• [Exercise]:
In the material below, find each line with the word "tokio" and copy it.

• [Data records]:

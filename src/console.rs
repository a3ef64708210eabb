//! Console prompt helpers
//!
//! All user dialog goes through these functions so the read/flush handling
//! lives in one place. Validation retry loops belong to the callers.

use std::io::{self, BufRead, Write};

use crate::error::Result;

/// Print a message and read one trimmed line from stdin.
///
/// Returns an `UnexpectedEof` I/O error when stdin is closed, so validation
/// loops cannot spin on a dead input stream.
pub fn prompt(message: &str) -> Result<String> {
    let mut stdout = io::stdout().lock();
    stdout.write_all(message.as_bytes())?;
    stdout.flush()?;

    let mut line = String::new();
    let read = io::stdin().lock().read_line(&mut line)?;
    if read == 0 {
        return Err(io::Error::new(io::ErrorKind::UnexpectedEof, "stdin closed").into());
    }
    Ok(line.trim().to_string())
}

/// Ask a yes/no question. An empty answer takes the default.
pub fn confirm(message: &str, default_yes: bool) -> Result<bool> {
    let suffix = if default_yes { " (Y/n): " } else { " (y/N): " };
    let answer = prompt(&format!("{}{}", message, suffix))?;
    Ok(parse_confirm(&answer, default_yes))
}

/// Interpret a yes/no answer. Anything that is not empty or an explicit
/// yes counts as no.
pub fn parse_confirm(answer: &str, default_yes: bool) -> bool {
    match answer.trim().to_lowercase().as_str() {
        "" => default_yes,
        "y" | "yes" => true,
        _ => false,
    }
}

/// `prompt` moved off the async executor, so a `tokio::select!` racing the
/// login flow against Ctrl-C stays responsive while waiting on stdin.
pub async fn prompt_async(message: String) -> Result<String> {
    tokio::task::spawn_blocking(move || prompt(&message))
        .await
        .map_err(|e| crate::error::Error::Unknown(format!("prompt task failed: {}", e)))?
}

• [Answer area]:
/// `prompt` moved off the async executor, so a `tokio::select!` racing the
    tokio::task::spawn_blocking(move || prompt(&message))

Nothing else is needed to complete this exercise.